Sem título - porque me esqueci!

Uns anos depois já não te vejo nos sonhos, nem viajo contigo no tempo. Lembras-te de nós em Alexandria? Em Paris? Em Lisboa, no final do século XIX, ou no Aglomerado de Núncio, na Era da Espiral? 

Nem sombra já fazes; não me ocupas espaço, ouves, lês, tocas, influencias; não jogas comigo, trauteias ideias, estimulas oxitocina, nem eu a ti. Não, não sei se ainda respiras... Nem se eu estou realmente viva...

Que não és um nada, também é verdade! Serás um rasto de um esquecimento em avançado estado de decomposição. Nem um bafo se sente! Nenhuma emoção! Nem a ausência é presente. Que estado fátuo te atingiu: uma não-existência; uma voz extinta, difícil de acreditar que viveu. Não tinhas perfume?! Não rias?! Ou rias?! Era quente a tua voz?! Ou fria?! Falavas ou apenas te repetias para a tua audiência interior e me deixavas assistir, bater palmas efusivas e adorar-te?! A tua história era tua, ou uma história contada para pareceres ser o que não foste, és, ou serás? Os teus amigos são-no de facto e não os visitas ou vês?! És um autómato falante, de frases curiosas, breves, cortantes, ah-ahs? 

Eras eu? Enriquecida, vibrante; extensão de mim? Meu fantasma, meu eco, minha invenção, meu recobro, minha reverberação, minha realidade aumentada? Gastaria as palavras para falar e não diria nada! As palavras andam cansadas ou eu delas: abusei-as, pensando que me ouvias, lias, sentias a presença. Ou o invés?! 

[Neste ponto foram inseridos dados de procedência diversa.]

// Configuration loading and parsing (engine.toml, staking.toml).

use serde::Deserialize;
use std::collections::HashMap;
use std::path::{Path, PathBuf};
use thiserror::Error;

// ---------------------------------------------------------------------------
// Error types
// ---------------------------------------------------------------------------

#[derive(Debug, Error)]
pub enum ConfigError {
    #[error("config file not found: {path}")]
    FileNotFound { path: PathBuf },

    #[error("failed to parse config file {path}: {source}")]
    ParseError {
        path: PathBuf,
        source: toml::de::Error,
    },

    #[error("validation error for field `{field}`: {message}")]
    ValidationError { field: String, message: String },

    #[error("failed to initialize config from defaults: {message}")]
    DefaultsCopyError { message: String },
}

// ---------------------------------------------------------------------------
// Top-level assembled Config
// ---------------------------------------------------------------------------

#[derive(Debug, Clone, Default)]
pub struct Config {
    pub engine: EngineConfig,
    pub staking: StakingConfig,
    pub db_path: String,
}

// ---------------------------------------------------------------------------
// engine.toml structs
// ---------------------------------------------------------------------------

/// Raw deserialization target for the entire engine.toml file.
#[derive(Debug, Clone, Default, Deserialize)]
#[serde(default)]
struct EngineFile {
    database: DatabaseSection,
    #[serde(flatten)]
    engine: EngineConfig,
}

#[derive(Debug, Clone, Deserialize)]
#[serde(default)]
struct DatabaseSection {
    path: String,
}

impl Default for DatabaseSection {
    fn default() -> Self {
        Self {
            path: "courtline.db".into(),
        }
    }
}

/// All tunables of the analytical engine.
#[derive(Debug, Clone, Default, Deserialize)]
#[serde(default)]
pub struct EngineConfig {
    pub weights: FactorWeights,
    pub form: FormConfig,
    pub surface: SurfaceConfig,
    pub fatigue: FatigueConfig,
    pub head_to_head: HeadToHeadConfig,
    pub recent: RecentConfig,
    pub breakout: BreakoutConfig,
    pub context: ContextConfig,
    pub composer: ComposerConfig,
    pub confidence: ConfidenceConfig,
    pub rating: RatingConfig,
}

/// Static importance of each weighted factor before dynamic reweighting.
#[derive(Debug, Clone, Copy, PartialEq, Deserialize)]
#[serde(default)]
pub struct FactorWeights {
    pub form: f64,
    pub surface: f64,
    pub ranking: f64,
    pub head_to_head: f64,
    pub fatigue: f64,
    pub health: f64,
    pub opponent_quality: f64,
    pub recency: f64,
    pub recent_loss: f64,
    pub momentum: f64,
    pub performance_rating: f64,
}

impl Default for FactorWeights {
    fn default() -> Self {
        Self {
            form: 0.20,
            surface: 0.12,
            ranking: 0.22,
            head_to_head: 0.08,
            fatigue: 0.06,
            health: 0.04,
            opponent_quality: 0.07,
            recency: 0.04,
            recent_loss: 0.04,
            momentum: 0.05,
            performance_rating: 0.08,
        }
    }
}

impl FactorWeights {
    /// `(name, value)` pairs, in declaration order.
    pub fn entries(&self) -> [(&'static str, f64); 11] {
        [
            ("form", self.form),
            ("surface", self.surface),
            ("ranking", self.ranking),
            ("head_to_head", self.head_to_head),
            ("fatigue", self.fatigue),
            ("health", self.health),
            ("opponent_quality", self.opponent_quality),
            ("recency", self.recency),
            ("recent_loss", self.recent_loss),
            ("momentum", self.momentum),
            ("performance_rating", self.performance_rating),
        ]
    }

    pub fn total(&self) -> f64 {
        self.entries().iter().map(|(_, w)| w).sum()
    }
}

Se vives, é nas rotinas dos papéis convencionais; inovas como deve ser; protestas por estilo! Um boneco de companhia, premeditado, audaz, mentiroso; personagem teatral, moralmente invertida: a tua sombra. Vês?! Era uma péssima ideia vagueares na minha imaginação, multiplicadora das tuas facetas curiosas. Éramos uma mistura instável, atómica. Os teus filhos não te abençoariam, nem os teus pais, pela minha companhia. Os teus amigos, que não te vêem, mas se te vissem, não iriam perceber. Não te promovias comigo! Elogios improváveis! Uma vez que ninguém vê essa alma que é a minha, não podias arriscar, por uma alma. Não, depois de tanto compromisso com a persona desenhada com rigor e esquadro, que és. Não podias revelar a substância que nos unia, o fulgor do espírito sem corpo, a ressonância sem produção de bens! Não podias dar-me a mão. Mantê-la apertada. 

Assim, caí demoradamente e a cura do tempo foi perder o estado conhecedor do que aconteceu! Como largar a pele com dor, mas largar a pele! A carne sara e reconstrói a porosidade, a elasticidade, as funções respiratórias, as protetoras também e perde as memórias. É a escrita que mantém ainda o rasto, mas já não me lembro de quê. Lá, a lagarta fez-se em casulo e eu sei das borboletas! Li!